## Prompt
In the data that follows, count the lines in which the word "MetadataStore" occurs, and report that figure alone.

## The records
#[async_trait]
impl<T: RemoteMetadataClient + ?Sized> RemoteMetadataClient for Arc<T> {
    async fn search(
        &self,
        creds: &Credentials,
        query: &str,
        max_results: u32,
    ) -> MirrorResult<Vec<SearchResult>> {
        (**self).search(creds, query, max_results).await
    }

    async fn fetch_details(
        &self,
        creds: &Credentials,
        remote_ids: &[String],
    ) -> MirrorResult<Vec<RemoteVideo>> {
        (**self).fetch_details(creds, remote_ids).await
    }

    async fn list_channel_uploads(
        &self,
        creds: &Credentials,
        channel_id: &str,
        max_results: u32,
    ) -> MirrorResult<Vec<String>> {
        (**self)
            .list_channel_uploads(creds, channel_id, max_results)
            .await
    }

    async fn insert_video(
        &self,
        creds: &Credentials,
        upload: &VideoUpload,
    ) -> MirrorResult<String> {
        (**self).insert_video(creds, upload).await
    }
}

pub(crate) fn clamp_page_size(max_results: u32) -> u32 {
    max_results.clamp(1, MAX_PAGE_SIZE)
}

/// Decorator that appends a quota ledger row for every remote call made
/// through it, attributed to `actor`.
pub struct MeteredClient<C> {
    inner: C,
    store: Arc<MetadataStore>,
    clock: Arc<dyn Clock>,
    actor: String,
    daily_limit: i64,
}

impl<C: RemoteMetadataClient> MeteredClient<C> {
    pub fn new(
        inner: C,
        store: Arc<MetadataStore>,
        clock: Arc<dyn Clock>,
        actor: impl Into<String>,
        daily_limit: i64,
    ) -> Self {
        Self {
            inner,
            store,
            clock,
            actor: actor.into(),
            daily_limit,
        }
    }

    fn today(&self) -> NaiveDate {
        self.clock.now().date_naive()
    }

    /// Books the cost of `operation` and hands back the call outcome
    /// untouched. Failed calls are booked too. A ledger write failure is
    /// logged and never replaces the outcome: the remote call has already
    /// happened and its result (an upload id, say) must reach the caller.
    async fn book<T>(&self, operation: QuotaOperation, outcome: MirrorResult<T>) -> MirrorResult<T> {
        let booked = self
            .store
            .record_quota_usage(
                operation,
                operation.cost(),
                &self.actor,
                self.today(),
                self.daily_limit,
            )
            .await;
        if let Err(ledger_err) = booked {
            tracing::warn!(
                operation = operation.as_str(),
                actor = %self.actor,
                call_succeeded = outcome.is_ok(),
                error = %ledger_err,
                "could not record quota usage"
            );
        }
        outcome
    }
}

#[async_trait]
impl<C: RemoteMetadataClient> RemoteMetadataClient for MeteredClient<C> {
    async fn search(
        &self,
        creds: &Credentials,
        query: &str,
        max_results: u32,
    ) -> MirrorResult<Vec<SearchResult>> {
        let outcome = self.inner.search(creds, query, max_results).await;
        self.book(QuotaOperation::Search, outcome).await
    }

    async fn fetch_details(
        &self,
        creds: &Credentials,
        remote_ids: &[String],
    ) -> MirrorResult<Vec<RemoteVideo>> {
        let outcome = self.inner.fetch_details(creds, remote_ids).await;
        self.book(QuotaOperation::VideoDetails, outcome).await
    }

    async fn list_channel_uploads(
        &self,
        creds: &Credentials,
        channel_id: &str,
        max_results: u32,
    ) -> MirrorResult<Vec<String>> {
        let outcome = self
            .inner
            .list_channel_uploads(creds, channel_id, max_results)
            .await;
        self.book(QuotaOperation::ChannelUploads, outcome).await
    }

    async fn insert_video(
        &self,
        creds: &Credentials,
        upload: &VideoUpload,
    ) -> MirrorResult<String> {
        let outcome = self.inner.insert_video(creds, upload).await;
        self.book(QuotaOperation::VideoInsert, outcome).await
    }
}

## Output for this exercise
2